2500 bucks for only 32 GB soldered RAM and 8 GB VRAM.
If gaming is the primary target -- 8 GB VRAM:
youtube.com/watch?v=ric7yb1VaoA: "Gaming Laptops are in Trouble - VRAM Testing w/ ‪@Hardwareunboxed‬".
12 GB VRAM on the same 128-bit bus are around the corner (using 3 GB instead the current 2 GB dense GDDR7 chips) according to: notebookcheck.net/Lenovo-confirms-RTX-5070-12GB-gaming-laptops-launching-soon-with-Intel-Core-Ultra-7-251HX-models-also-joining.1255561.0.html
If running AI / LLMs locally is the primary target:
If this hadn't the 8 GB VRAM GPU, then the 32 GB RAM would not be enough for the new SOTA LLM, Qwen3.6-35B-A3B-UD-Q4_K_M, in agentic workflows:
Quote from: reddit.com/r/LocalLLaMA/comments/1sq94qx/is_anyone_getting_real_coding_work_done_with.. I've come to the conclusion that (1) 32768 is the biggest context I can get away with in an adequately smart model, and (2) it just ain't enough.
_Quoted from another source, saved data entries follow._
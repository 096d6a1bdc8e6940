//! Administrative operations for bootstrap and test fixtures.
//!
//! These run in autocommit on a freshly acquired session and never take
//! part in gateway transactions.

use super::{map_driver_error, SqliteProvider};
use crate::builder::quote_ident;
use crate::model::schema::TableSchema;
use crate::provider::{Provider, ProviderError, ProviderResult};
use log::{error, info};
use rusqlite::Connection;
use std::time::Instant;

impl SqliteProvider {
    /// Applies a DDL script atomically.
    ///
    /// # Side effects
    /// - Emits `schema_apply` logging events with duration and status.
    pub fn apply_schema(&self, ddl: &str) -> ProviderResult<()> {
        let started_at = Instant::now();
        let mut session = self.acquire()?;
        let outcome = session
            .conn
            .transaction()
            .and_then(|tx| {
                tx.execute_batch(ddl)?;
                tx.commit()
            })
            .map_err(map_driver_error);

        match &outcome {
            Ok(()) => info!(
                "event=schema_apply module=db status=ok bytes={} duration_ms={}",
                ddl.len(),
                started_at.elapsed().as_millis()
            ),
            Err(err) => error!(
                "event=schema_apply module=db status=error duration_ms={} error_code={} error={}",
                started_at.elapsed().as_millis(),
                err.code(),
                err
            ),
        }
        outcome
    }

    /// Drops the named tables when present, in the given order.
    pub fn drop_tables(&self, tables: &[&str]) -> ProviderResult<()> {
        let session = self.acquire()?;
        for table in tables {
            session
                .conn
                .execute_batch(&format!("DROP TABLE IF EXISTS {}", quote_ident(table)))
                .map_err(map_driver_error)?;
        }
        info!("event=schema_drop module=db status=ok tables={}", tables.len());
        Ok(())
    }

    /// Deletes every row of the named tables, in the given order.
    pub fn truncate(&self, tables: &[&str]) -> ProviderResult<()> {
        let session = self.acquire()?;
        for table in tables {
            session
                .conn
                .execute_batch(&format!("DELETE FROM {}", quote_ident(table)))
                .map_err(map_driver_error)?;
        }
        Ok(())
    }

    /// Checks that the table and every column of `schema` exist.
    pub fn verify_table(&self, schema: &TableSchema) -> ProviderResult<()> {
        let session = self.acquire()?;
        if !table_exists(&session.conn, schema.name())? {
            return Err(ProviderError::MissingRequiredTable(schema.name().to_string()));
        }

        let present = table_columns(&session.conn, schema.name())?;
        for column in schema.columns() {
            if !present.iter().any(|name| name == &column.name) {
                return Err(ProviderError::MissingRequiredColumn {
                    table: schema.name().to_string(),
                    column: column.name.clone(),
                });
            }
        }
        Ok(())
    }
}

fn table_exists(conn: &Connection, table: &str) -> ProviderResult<bool> {
    let exists: i64 = conn
        .query_row(
            "SELECT EXISTS(
                SELECT 1
                FROM sqlite_master
                WHERE type = 'table' AND name = ?1
            );",
            [table],
            |row| row.get(0),
        )
        .map_err(map_driver_error)?;
    Ok(exists == 1)
}

fn table_columns(conn: &Connection, table: &str) -> ProviderResult<Vec<String>> {
    let mut stmt = conn
        .prepare(&format!("PRAGMA table_info({});", quote_ident(table)))
        .map_err(map_driver_error)?;
    let names = stmt
        .query_map([], |row| row.get::<_, String>(1))
        .map_err(map_driver_error)?
        .collect::<Result<Vec<_>, _>>()
        .map_err(map_driver_error)?;
    Ok(names)
}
But since this laptop has additional 8 GB VRAM, parts of the LLM can be offloaded to it. This increases the context from 32k to roughly 148k, according to huggingface.co/spaces/oobabooga/accurate-gguf-vram-calculator (paste this into its "GGUF Model URL" field: huggingface.co/unsloth/Qwen3.6-35B-A3B-GGUF/blob/main/Qwen3.6-35B-A3B-UD-Q4_K_M.gguf), which is pretty good.
For the same money you could build a much more capable desktop PC and it would be repairable, upgradable and run cooler and probably also quieter.
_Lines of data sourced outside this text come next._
//! Generic record model exchanged with providers and gateways.
//!
//! # Responsibility
//! - Define the structurally typed row shape (`Record`) and its cell values.
//! - Provide lossless conversions used at the gateway boundary.
//!
//! # Invariants
//! - Records are plain owned values; nothing handed to a caller aliases
//!   provider-internal buffers.
//! - Timestamps are epoch milliseconds stored as `Value::Integer`.

use serde::{Deserialize, Serialize};
use std::collections::btree_map::{self, BTreeMap};
use std::fmt::{Display, Formatter};

/// One cell value.
///
/// Deserialization is untagged: JSON `null`, booleans, integers, floats and
/// strings map to the scalar variants, arrays of objects become `Related`, and
/// any other JSON document becomes `Json`. Values written to a JSON column
/// are re-encoded as documents whatever their variant.
#[derive(Debug, Clone, PartialEq, Serialize, Deserialize, Default)]
#[serde(untagged)]
pub enum Value {
    #[default]
    Null,
    Bool(bool),
    Integer(i64),
    Real(f64),
    Text(String),
    /// Children attached by one-to-many relation fan-out.
    Related(Vec<Record>),
    /// Nested document stored in a JSON column.
    Json(serde_json::Value),
}

impl Value {
    pub fn is_null(&self) -> bool {
        matches!(self, Self::Null)
    }

    pub fn as_i64(&self) -> Option<i64> {
        match self {
            Self::Integer(value) => Some(*value),
            _ => None,
        }
    }

    pub fn as_f64(&self) -> Option<f64> {
        match self {
            Self::Real(value) => Some(*value),
            Self::Integer(value) => Some(*value as f64),
            _ => None,
        }
    }

    pub fn as_str(&self) -> Option<&str> {
        match self {
            Self::Text(value) => Some(value.as_str()),
            _ => None,
        }
    }

    pub fn as_bool(&self) -> Option<bool> {
        match self {
            Self::Bool(value) => Some(*value),
            _ => None,
        }
    }

    pub fn as_related(&self) -> Option<&[Record]> {
        match self {
            Self::Related(children) => Some(children.as_slice()),
            _ => None,
        }
    }

    /// Returns a hashable identity key for primary/foreign key values.
    ///
    /// Only integer and text values can identify rows.
    pub fn key(&self) -> Option<RowKey> {
        match self {
            Self::Integer(value) => Some(RowKey::Integer(*value)),
            Self::Text(value) => Some(RowKey::Text(value.clone())),
            _ => None,
        }
    }
}

impl Display for Value {
    fn fmt(&self, f: &mut Formatter<'_>) -> std::fmt::Result {
        match self {
            Self::Null => write!(f, "null"),
            Self::Bool(value) => write!(f, "{value}"),
            Self::Integer(value) => write!(f, "{value}"),
            Self::Real(value) => write!(f, "{value}"),
            Self::Text(value) => write!(f, "{value}"),
            Self::Related(children) => write!(f, "[{} related]", children.len()),
            Self::Json(value) => write!(f, "{value}"),
        }
    }
}

impl From<bool> for Value {
    fn from(value: bool) -> Self {
        Self::Bool(value)
    }
}

impl From<i64> for Value {
    fn from(value: i64) -> Self {
        Self::Integer(value)
    }
}

impl From<i32> for Value {
    fn from(value: i32) -> Self {
        Self::Integer(i64::from(value))
    }
}

impl From<f64> for Value {
    fn from(value: f64) -> Self {
        Self::Real(value)
    }
}

impl From<&str> for Value {
    fn from(value: &str) -> Self {
        Self::Text(value.to_string())
    }
}

impl From<String> for Value {
    fn from(value: String) -> Self {
        Self::Text(value)
    }
}

impl From<serde_json::Value> for Value {
    fn from(value: serde_json::Value) -> Self {
        Self::Json(value)
    }
}

impl From<Vec<Record>> for Value {
    fn from(value: Vec<Record>) -> Self {
        Self::Related(value)
    }
}

impl<T: Into<Value>> From<Option<T>> for Value {
    fn from(value: Option<T>) -> Self {
        value.map_or(Self::Null, Into::into)
    }
}

/// Hashable row identity derived from an id or foreign key value.
#[derive(Debug, Clone, PartialEq, Eq, Hash, PartialOrd, Ord)]
pub enum RowKey {
    Integer(i64),
    Text(String),
}

impl From<RowKey> for Value {
    fn from(value: RowKey) -> Self {
        match value {
            RowKey::Integer(value) => Self::Integer(value),
            RowKey::Text(value) => Self::Text(value),
        }
    }
}

/// Ordered column-name to value mapping.
#[derive(Debug, Clone, PartialEq, Default, Serialize, Deserialize)]
#[serde(transparent)]
pub struct Record(BTreeMap<String, Value>);

impl Record {
    pub fn new() -> Self {
        Self::default()
    }

    /// Builder-style insert.
    pub fn with(mut self, column: impl Into<String>, value: impl Into<Value>) -> Self {
        self.insert(column, value);
        self
    }

    pub fn get(&self, column: &str) -> Option<&Value> {
        self.0.get(column)
    }

    pub fn get_mut(&mut self, column: &str) -> Option<&mut Value> {
        self.0.get_mut(column)
    }

    pub fn insert(&mut self, column: impl Into<String>, value: impl Into<Value>) -> Option<Value> {
        self.0.insert(column.into(), value.into())
    }

    pub fn remove(&mut self, column: &str) -> Option<Value> {
        self.0.remove(column)
    }

    pub fn contains(&self, column: &str) -> bool {
        self.0.contains_key(column)
    }

    pub fn len(&self) -> usize {
        self.0.len()
    }

    pub fn is_empty(&self) -> bool {
        self.0.is_empty()
    }

    pub fn columns(&self) -> impl Iterator<Item = &str> {
        self.0.keys().map(String::as_str)
    }

    pub fn iter(&self) -> btree_map::Iter<'_, String, Value> {
        self.0.iter()
    }

    /// Returns the value of `column` unless it is absent or null.
    pub fn non_null(&self, column: &str) -> Option<&Value> {
        self.0.get(column).filter(|value| !value.is_null())
    }

    pub fn into_inner(self) -> BTreeMap<String, Value> {
        self.0
    }
}

impl From<BTreeMap<String, Value>> for Record {
    fn from(value: BTreeMap<String, Value>) -> Self {
        Self(value)
    }
}

impl<K: Into<String>, V: Into<Value>> FromIterator<(K, V)> for Record {
    fn from_iter<I: IntoIterator<Item = (K, V)>>(iter: I) -> Self {
        Self(
            iter.into_iter()
                .map(|(column, value)| (column.into(), value.into()))
                .collect(),
        )
    }
}

impl IntoIterator for Record {
    type Item = (String, Value);
    type IntoIter = btree_map::IntoIter<String, Value>;

    fn into_iter(self) -> Self::IntoIter {
        self.0.into_iter()
    }
}

impl<'a> IntoIterator for &'a Record {
    type Item = (&'a String, &'a Value);
    type IntoIter = btree_map::Iter<'a, String, Value>;

    fn into_iter(self) -> Self::IntoIter {
        self.0.iter()
    }
}

#[cfg(test)]
mod tests {
    use super::{Record, RowKey, Value};

    #[test]
    fn record_deserializes_from_plain_json_object() {
        let record: Record = serde_json::from_str(
            r#"{"id": 7, "t": "foo", "f": 1.5, "b": true, "n": null, "meta": {"k": [1, 2]}}"#,
        )
        .expect("record json should parse");

        assert_eq!(record.get("id"), Some(&Value::Integer(7)));
        assert_eq!(record.get("t"), Some(&Value::Text("foo".to_string())));
        assert_eq!(record.get("f"), Some(&Value::Real(1.5)));
        assert_eq!(record.get("b"), Some(&Value::Bool(true)));
        assert_eq!(record.get("n"), Some(&Value::Null));
        assert!(matches!(record.get("meta"), Some(Value::Json(_))));
    }

    #[test]
    fn arrays_of_objects_become_related_children() {
        let record: Record =
            serde_json::from_str(r#"{"books": [{"id": 1, "title": "a"}], "tags": [1, 2]}"#)
                .expect("record json should parse");

        let books = record
            .get("books")
            .and_then(Value::as_related)
            .expect("books should be related children");
        assert_eq!(books[0].get("title"), Some(&Value::from("a")));
        assert!(matches!(record.get("tags"), Some(Value::Json(_))));
    }

    #[test]
    fn only_integer_and_text_values_produce_row_keys() {
        assert_eq!(Value::Integer(3).key(), Some(RowKey::Integer(3)));
        assert_eq!(Value::from("x").key(), Some(RowKey::Text("x".to_string())));
        assert_eq!(Value::Real(1.0).key(), None);
        assert_eq!(Value::Null.key(), None);
    }

    #[test]
    fn non_null_skips_explicit_nulls() {
        let record = Record::new().with("id", Value::Null).with("t", "x");
        assert!(record.non_null("id").is_none());
        assert!(record.non_null("t").is_some());
        assert!(record.non_null("missing").is_none());
    }
}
Arbitrary memory size times memory speed (aka bandwidth) score:
(RAM: 136.5 GB/s = 128-bit * 8533 MT/s / 1000 / 8.
VRAM (5060 Laptop): 384 GB/s.)
7440 (= 32 GB RAM * 136.5 GB/s + 8 GB VRAM * 384 GB/s)
For comparison, a 128 GB RAM Strix Halo scores:
(RAM: 256 GB/s = 256-bit * 8000 MT/s / 1000 / 8.)
32768 (= 128 GB RAM * 256 GB/s)
The only issue with Strix Halo (Radeon 8060S) is that its prompt processing speed is that of a 4060 Laptop, so just a bit slower than what is in this Legion 7a 16 G11 laptop.
Running/inferencing AI / LLMs requires these things:
- Memory size to fit a decently capable LLM, including memory left for context and memory speed (aka memory bandwidth).
- Prompt processing: The larger the input, the faster GPU you'd need, especially for agentic workflows, if you want things to finish in reasonable time.
- Token generation: The speed of the output generation depends on memory speed (aka memory bandwidth).
Wow, those DPC latencies will sure make using this laptop enjoyable... Unbelievable incompetence, just straight up embarrassing in this day and age.
Quote from: it says WAIT on April 25, 2026, 12:34:33The only issue with Strix Halo (Radeon 8060S) is that its prompt processing speed is that of a 4060 Laptop
I'd like to know how the M5 Air, Panther Lake and Snapdragon X2 Elite compare.